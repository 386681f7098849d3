//! Configuration document and build-root identity.
//!
//! The configuration is a JSON document loaded once per run. The build
//! root's on-disk location is derived from it deterministically: a hash of
//! the document's absolute path keeps roots built from different checkouts
//! of the same project from colliding, while the logical name keeps the
//! directory recognizable.

use std::collections::BTreeMap;
use std::env;
use std::fs;
use std::path::{Path, PathBuf};

use base64::Engine;
use serde::Deserialize;
use sha2::{Digest, Sha256};

use crate::error::ConfigError;

/// Default directory under which build roots are stored.
pub const DEFAULT_VAR_DIR: &str = "/var/lib/rootbox";

/// Number of hash characters appended to the root directory name.
///
/// Five base64 characters bound the collision probability well below
/// anything reachable by a realistic number of checkouts while keeping the
/// directory name readable.
pub const PATH_HASH_LEN: usize = 5;

/// Supported distro adapters.
///
/// Selected at configuration-load time; all later dispatch goes through
/// [`DistroKind::adapter`](crate::distro), never through strings.
#[derive(Debug, Clone, Copy, PartialEq, Eq, Deserialize)]
#[serde(rename_all = "lowercase")]
pub enum DistroKind {
    Debian,
    Fedora,
}

/// Location of a prebuilt build-root image.
#[derive(Debug, Clone, PartialEq, Eq, Deserialize)]
pub struct PrebuiltImage {
    /// Image name, as used in the remote "latest" pointer.
    pub name: String,
    /// Base URL the pointer and archives are resolved against.
    pub url: String,
}

/// The configuration document.
///
/// # Example
///
/// ```json
/// {
///     "name": "myproject",
///     "distro": "debian",
///     "packages": { "base": ["bash", "sudo"], "build": ["gcc", "make"] },
///     "user_mounts": { "./source": "home/rootbox/source" },
///     "shell_path": "/home/rootbox/source",
///     "stamp": "v1"
/// }
/// ```
#[derive(Debug, Clone, Deserialize)]
pub struct RootConfig {
    /// Logical name of the build root.
    pub name: String,

    /// Which distro adapter populates and updates the root.
    #[serde(default = "default_distro")]
    pub distro: DistroKind,

    /// Package groups: group name to package names. Group order is not
    /// significant; installation uses the deduplicated union.
    #[serde(default)]
    pub packages: BTreeMap<String, Vec<String>>,

    /// Extra host path to root-relative destination bind mounts.
    #[serde(default)]
    pub user_mounts: BTreeMap<PathBuf, PathBuf>,

    /// npm packages installed globally inside the root after OS packages.
    #[serde(default)]
    pub npm_packages: Vec<String>,

    /// PyPI packages installed inside the root after OS packages.
    #[serde(default)]
    pub pypi_packages: Vec<String>,

    /// Directory the non-root account's shell starts in.
    #[serde(default)]
    pub shell_path: Option<PathBuf>,

    /// Opaque configuration-version marker, compared against the stamp file.
    #[serde(default)]
    pub stamp: String,

    /// Prebuilt image location for fetch/distribute.
    #[serde(default)]
    pub prebuilt: Option<PrebuiltImage>,

    /// Absolute path the document was loaded from. Set by [`RootConfig::load`].
    #[serde(skip)]
    pub config_path: PathBuf,
}

fn default_distro() -> DistroKind {
    DistroKind::Debian
}

impl RootConfig {
    /// Loads the configuration document from `path`.
    ///
    /// The path is made absolute first, since it feeds the root identity
    /// hash.
    ///
    /// # Errors
    ///
    /// Returns `ConfigError::ReadFailed` if the file cannot be read, or
    /// `ConfigError::ParseFailed` if it is not a valid document.
    pub fn load(path: &Path) -> Result<Self, ConfigError> {
        let path = absolutize(path);

        let content = fs::read_to_string(&path).map_err(|e| ConfigError::ReadFailed {
            path: path.clone(),
            source: e,
        })?;

        let mut config: RootConfig =
            serde_json::from_str(&content).map_err(|e| ConfigError::ParseFailed {
                path: path.clone(),
                source: e,
            })?;

        config.config_path = path;
        Ok(config)
    }

    /// Computes the build root's on-disk path under `var_dir`.
    ///
    /// Pure function of the configuration: SHA-256 of the document's
    /// absolute path, base64-encoded with `+` and `/` replaced by `0`,
    /// truncated to [`PATH_HASH_LEN`] characters and appended to the
    /// logical name.
    #[must_use]
    pub fn compute_path(&self, var_dir: &Path) -> PathBuf {
        let digest = Sha256::digest(self.config_path.as_os_str().as_encoded_bytes());

        let encoded = base64::engine::general_purpose::STANDARD
            .encode(digest)
            .replace(['+', '/'], "0");

        var_dir.join(format!("{}-{}", self.name, &encoded[..PATH_HASH_LEN]))
    }

    /// Flattens the package groups into a deduplicated union.
    ///
    /// Groups are visited in sorted order so the result is stable across
    /// runs; within the union the first occurrence of a package wins.
    #[must_use]
    pub fn flattened_packages(&self) -> Vec<String> {
        let mut flat: Vec<String> = Vec::new();

        for group in self.packages.values() {
            for package in group {
                if !flat.contains(package) {
                    flat.push(package.clone());
                }
            }
        }

        flat
    }
}

/// Numeric ids of the invoking (non-root) user.
///
/// The tool runs as root via sudo; files created inside the build root must
/// end up owned by the real user, so the original ids are carried along
/// explicitly rather than read from ambient process state at use sites.
#[derive(Debug, Clone, Copy, PartialEq, Eq)]
pub struct HostUser {
    pub uid: u32,
    pub gid: u32,
}

impl HostUser {
    /// Resolves the invoking user from `SUDO_UID` and `SUDO_GID`.
    ///
    /// # Errors
    ///
    /// Returns `ConfigError::MissingInvokerId` or
    /// `ConfigError::InvalidInvokerId` when either variable is absent or
    /// not numeric.
    pub fn from_env() -> Result<Self, ConfigError> {
        Ok(Self {
            uid: read_id("SUDO_UID")?,
            gid: read_id("SUDO_GID")?,
        })
    }
}

fn read_id(variable: &'static str) -> Result<u32, ConfigError> {
    let value = env::var(variable).map_err(|_| ConfigError::MissingInvokerId { variable })?;

    value
        .parse()
        .map_err(|_| ConfigError::InvalidInvokerId { variable, value })
}

/// Makes `path` absolute against the current directory without touching the
/// filesystem.
pub(crate) fn absolutize(path: &Path) -> PathBuf {
    if path.is_absolute() {
        path.to_path_buf()
    } else {
        env::current_dir()
            .map(|cwd| cwd.join(path))
            .unwrap_or_else(|_| path.to_path_buf())
    }
}

#[cfg(test)]
mod tests {
    use super::*;

    fn config_named(name: &str, config_path: &str) -> RootConfig {
        let mut config: RootConfig =
            serde_json::from_str(&format!(r#"{{ "name": "{name}" }}"#)).unwrap();
        config.config_path = PathBuf::from(config_path);
        config
    }

    #[test]
    fn test_parse_full_document() {
        let json = r#"{
            "name": "myproject",
            "distro": "fedora",
            "packages": { "base": ["bash"], "build": ["gcc", "make"] },
            "user_mounts": { "/home/me/src": "home/rootbox/src" },
            "npm_packages": ["grunt-cli"],
            "pypi_packages": ["flake8"],
            "shell_path": "/home/rootbox/src",
            "stamp": "v3",
            "prebuilt": { "name": "myproject", "url": "https://images.example.org/" }
        }"#;

        let config: RootConfig = serde_json::from_str(json).expect("failed to parse");

        assert_eq!(config.name, "myproject");
        assert_eq!(config.distro, DistroKind::Fedora);
        assert_eq!(config.packages["build"], vec!["gcc", "make"]);
        assert_eq!(
            config.user_mounts[&PathBuf::from("/home/me/src")],
            PathBuf::from("home/rootbox/src")
        );
        assert_eq!(config.npm_packages, vec!["grunt-cli"]);
        assert_eq!(config.pypi_packages, vec!["flake8"]);
        assert_eq!(config.shell_path, Some(PathBuf::from("/home/rootbox/src")));
        assert_eq!(config.stamp, "v3");
        assert_eq!(config.prebuilt.unwrap().name, "myproject");
    }

    #[test]
    fn test_parse_minimal_document() {
        let config: RootConfig = serde_json::from_str(r#"{ "name": "x" }"#).expect("parse failed");

        assert_eq!(config.name, "x");
        assert_eq!(config.distro, DistroKind::Debian);
        assert!(config.packages.is_empty());
        assert!(config.user_mounts.is_empty());
        assert_eq!(config.stamp, "");
        assert!(config.prebuilt.is_none());
    }

    #[test]
    fn test_compute_path_is_deterministic() {
        let var_dir = PathBuf::from("/var/lib/rootbox");
        let a = config_named("x", "/home/me/project/rootbox.json");
        let b = config_named("x", "/home/me/project/rootbox.json");

        assert_eq!(a.compute_path(&var_dir), b.compute_path(&var_dir));
    }

    #[test]
    fn test_compute_path_varies_with_name_and_location() {
        let var_dir = PathBuf::from("/var/lib/rootbox");
        let base = config_named("x", "/home/me/project/rootbox.json");
        let other_name = config_named("y", "/home/me/project/rootbox.json");
        let other_location = config_named("x", "/home/me/elsewhere/rootbox.json");

        assert_ne!(base.compute_path(&var_dir), other_name.compute_path(&var_dir));
        assert_ne!(
            base.compute_path(&var_dir),
            other_location.compute_path(&var_dir)
        );
    }

    #[test]
    fn test_compute_path_shape() {
        let config = config_named("proj", "/somewhere/rootbox.json");
        let path = config.compute_path(Path::new("/var/lib/rootbox"));

        let file_name = path.file_name().unwrap().to_str().unwrap();
        assert!(file_name.starts_with("proj-"));
        assert_eq!(file_name.len(), "proj-".len() + PATH_HASH_LEN);
        assert!(!file_name.contains('/'));
        assert!(!file_name.contains('+'));
        assert_eq!(path.parent().unwrap(), Path::new("/var/lib/rootbox"));
    }

    #[test]
    fn test_flattened_packages_deduplicates_across_groups() {
        let json = r#"{
            "name": "x",
            "packages": {
                "a": ["bash", "gcc"],
                "b": ["gcc", "make"],
                "c": ["bash"]
            }
        }"#;
        let config: RootConfig = serde_json::from_str(json).unwrap();

        assert_eq!(config.flattened_packages(), vec!["bash", "gcc", "make"]);
    }

    #[test]
    fn test_flattened_packages_stable_order() {
        // Groups are iterated in sorted key order, so the union does not
        // depend on the document's object ordering.
        let forward: RootConfig = serde_json::from_str(
            r#"{ "name": "x", "packages": { "a": ["one"], "b": ["two"] } }"#,
        )
        .unwrap();
        let reversed: RootConfig = serde_json::from_str(
            r#"{ "name": "x", "packages": { "b": ["two"], "a": ["one"] } }"#,
        )
        .unwrap();

        assert_eq!(forward.flattened_packages(), reversed.flattened_packages());
    }

    #[test]
    fn test_unknown_distro_rejected() {
        let result: std::result::Result<RootConfig, _> =
            serde_json::from_str(r#"{ "name": "x", "distro": "plan9" }"#);
        assert!(result.is_err());
    }

    #[test]
    fn test_absolutize_keeps_absolute_paths() {
        assert_eq!(absolutize(Path::new("/etc/passwd")), PathBuf::from("/etc/passwd"));
    }

    #[test]
    fn test_absolutize_anchors_relative_paths() {
        let abs = absolutize(Path::new("rootbox.json"));
        assert!(abs.is_absolute());
        assert!(abs.ends_with("rootbox.json"));
    }
}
------------------------------------------------------------
## The problem
In the entries above, how many lines include the word "characters"? Give only that number.

## Response to this task
3